** Opening Exercise data block **

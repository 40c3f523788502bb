//! UI module root: the resource panel and its helpers.

pub mod panel;
pub mod theme;
pub mod util;
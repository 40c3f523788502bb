//! Compile-time configuration: tick period and warning thresholds.

use std::time::Duration;

/// How often the monitor samples.
pub const TICK_PERIOD: Duration = Duration::from_millis(1000);

/// Floor for the elapsed time between two samples (seconds).
pub const MIN_ELAPSED_SECS: f64 = 0.001;

/// Warning thresholds. A value equal to its threshold counts as hot.
#[derive(Debug, Clone, Copy, PartialEq)]
pub struct Thresholds {
    /// CPU utilization, percent.
    pub cpu_warn: f64,
    /// Memory utilization, percent.
    pub ram_warn: f64,
    /// Disk read+write, MB/s.
    pub disk_mb_s_warn: f64,
    /// Network down+up, KB/s.
    pub net_kb_s_warn: f64,
}

impl Thresholds {
    pub const DEFAULT: Thresholds = Thresholds {
        cpu_warn: 80.0,
        ram_warn: 85.0,
        disk_mb_s_warn: 50.0,
        net_kb_s_warn: 2000.0,
    };
}

impl Default for Thresholds {
    fn default() -> Self {
        Self::DEFAULT
    }
}
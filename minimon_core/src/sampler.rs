//! Sampler: turns cumulative OS counters into per-second rates.
//!
//! The sampler keeps exactly one baseline reading per counter group (disk,
//! network). Each `sample()` diffs the fresh counters against that baseline,
//! divides by the elapsed monotonic time, then replaces the baseline. A group
//! whose read fails keeps both its old counters and its old timestamp, so the
//! next successful read spans the whole gap instead of producing a spike.

use std::time::Instant;

use tracing::{debug, warn};

use crate::clock::{Clock, MonotonicClock};
use crate::config::MIN_ELAPSED_SECS;
use crate::error::SampleIssue;
use crate::provider::MetricsProvider;
use crate::types::{
    Counter, CounterSample, DiskCounters, InstantMetrics, NetCounters, RateMetrics, Resource,
    Snapshot,
};

/// Seconds from `prev` to `now`, floored to `MIN_ELAPSED_SECS`.
pub fn elapsed_secs(prev: Instant, now: Instant) -> f64 {
    now.saturating_duration_since(prev)
        .as_secs_f64()
        .max(MIN_ELAPSED_SECS)
}

/// Per-second rate for a counter that moved from `prev` to `cur`. A counter
/// that went backwards counts as no activity. `elapsed_secs` must be positive;
/// take it from [`elapsed_secs`], which applies the floor.
pub fn rate(prev: u64, cur: u64, elapsed_secs: f64) -> f64 {
    cur.saturating_sub(prev) as f64 / elapsed_secs
}

#[derive(Debug, Clone, Copy, Default)]
struct Baseline {
    disk: Option<CounterSample<DiskCounters>>,
    net: Option<CounterSample<NetCounters>>,
}

pub struct Sampler<P, C = MonotonicClock> {
    provider: P,
    clock: C,
    baseline: Baseline,
    // last values handed out, re-shown when a read fails
    last: Snapshot,
}

impl<P: MetricsProvider> Sampler<P> {
    /// Primes the CPU window and records the first counter baseline.
    pub fn initialize(provider: P) -> Self {
        Self::with_clock(provider, MonotonicClock)
    }
}

impl<P: MetricsProvider, C: Clock> Sampler<P, C> {
    pub fn with_clock(mut provider: P, clock: C) -> Self {
        provider.prime_cpu();
        let now = clock.now();
        let disk = match provider.disk_counters() {
            Ok(c) => Some(CounterSample::new(c, now)),
            Err(e) => {
                warn!("initial disk counters unavailable: {e}");
                None
            }
        };
        let net = match provider.net_counters() {
            Ok(c) => Some(CounterSample::new(c, now)),
            Err(e) => {
                warn!("initial network counters unavailable: {e}");
                None
            }
        };
        Self {
            provider,
            clock,
            baseline: Baseline { disk, net },
            last: Snapshot::default(),
        }
    }

    pub fn disk_baseline(&self) -> Option<CounterSample<DiskCounters>> {
        self.baseline.disk
    }

    pub fn net_baseline(&self) -> Option<CounterSample<NetCounters>> {
        self.baseline.net
    }

    /// Takes one reading. Never fails: unavailable fields keep their last value
    /// and are listed in `Snapshot::issues`.
    pub fn sample(&mut self) -> Snapshot {
        let now = self.clock.now();
        let mut issues = Vec::new();
        let mut metrics: InstantMetrics = self.last.metrics;
        let mut rates: RateMetrics = self.last.rates;

        match self.provider.cpu_percent() {
            Ok(pct) => metrics.cpu_percent = pct,
            Err(e) => issues.push(SampleIssue::unavailable(Resource::Cpu, &e)),
        }

        match self.provider.memory() {
            Ok(stats) => metrics.set_memory(stats),
            Err(e) => issues.push(SampleIssue::unavailable(Resource::Ram, &e)),
        }

        match self.provider.disk_counters() {
            Ok(cur) => {
                if let Some(prev) = self.baseline.disk {
                    let dt = group_elapsed(Resource::Disk, prev.timestamp, now, &mut issues);
                    let p = prev.counters;
                    rates.disk_read_bps =
                        checked_rate(Counter::DiskRead, p.read_bytes, cur.read_bytes, dt, &mut issues);
                    rates.disk_write_bps = checked_rate(
                        Counter::DiskWrite,
                        p.written_bytes,
                        cur.written_bytes,
                        dt,
                        &mut issues,
                    );
                } else {
                    // first successful read; nothing to diff against yet
                    rates.disk_read_bps = 0.0;
                    rates.disk_write_bps = 0.0;
                }
                self.baseline.disk = Some(CounterSample::new(cur, now));
            }
            Err(e) => issues.push(SampleIssue::unavailable(Resource::Disk, &e)),
        }

        match self.provider.net_counters() {
            Ok(cur) => {
                if let Some(prev) = self.baseline.net {
                    let dt = group_elapsed(Resource::Network, prev.timestamp, now, &mut issues);
                    let p = prev.counters;
                    rates.net_down_bps = checked_rate(
                        Counter::NetReceived,
                        p.received_bytes,
                        cur.received_bytes,
                        dt,
                        &mut issues,
                    );
                    rates.net_up_bps =
                        checked_rate(Counter::NetSent, p.sent_bytes, cur.sent_bytes, dt, &mut issues);
                } else {
                    rates.net_down_bps = 0.0;
                    rates.net_up_bps = 0.0;
                }
                self.baseline.net = Some(CounterSample::new(cur, now));
            }
            Err(e) => issues.push(SampleIssue::unavailable(Resource::Network, &e)),
        }

        for issue in &issues {
            match issue {
                SampleIssue::MetricsUnavailable { .. } => warn!("{issue}; keeping last values"),
                _ => debug!("{issue}; clamped"),
            }
        }

        let snapshot = Snapshot {
            metrics,
            rates,
            issues,
        };
        self.last = snapshot.clone();
        snapshot
    }
}

fn group_elapsed(
    resource: Resource,
    prev: Instant,
    now: Instant,
    issues: &mut Vec<SampleIssue>,
) -> f64 {
    if now <= prev {
        issues.push(SampleIssue::ClockNonMonotonic { resource });
    }
    elapsed_secs(prev, now)
}

fn checked_rate(
    counter: Counter,
    previous: u64,
    current: u64,
    dt: f64,
    issues: &mut Vec<SampleIssue>,
) -> f64 {
    if current < previous {
        issues.push(SampleIssue::CounterRollback {
            counter,
            previous,
            current,
        });
    }
    rate(previous, current, dt)
}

** Closing Exercise data block **

Task to complete: From the data above, copy every line where "CounterSample" appears.

Exercise response:
    Counter, CounterSample, DiskCounters, InstantMetrics, NetCounters, RateMetrics, Resource,
    disk: Option<CounterSample<DiskCounters>>,
    net: Option<CounterSample<NetCounters>>,
            Ok(c) => Some(CounterSample::new(c, now)),
            Ok(c) => Some(CounterSample::new(c, now)),
    pub fn disk_baseline(&self) -> Option<CounterSample<DiskCounters>> {
    pub fn net_baseline(&self) -> Option<CounterSample<NetCounters>> {
                self.baseline.disk = Some(CounterSample::new(cur, now));
                self.baseline.net = Some(CounterSample::new(cur, now));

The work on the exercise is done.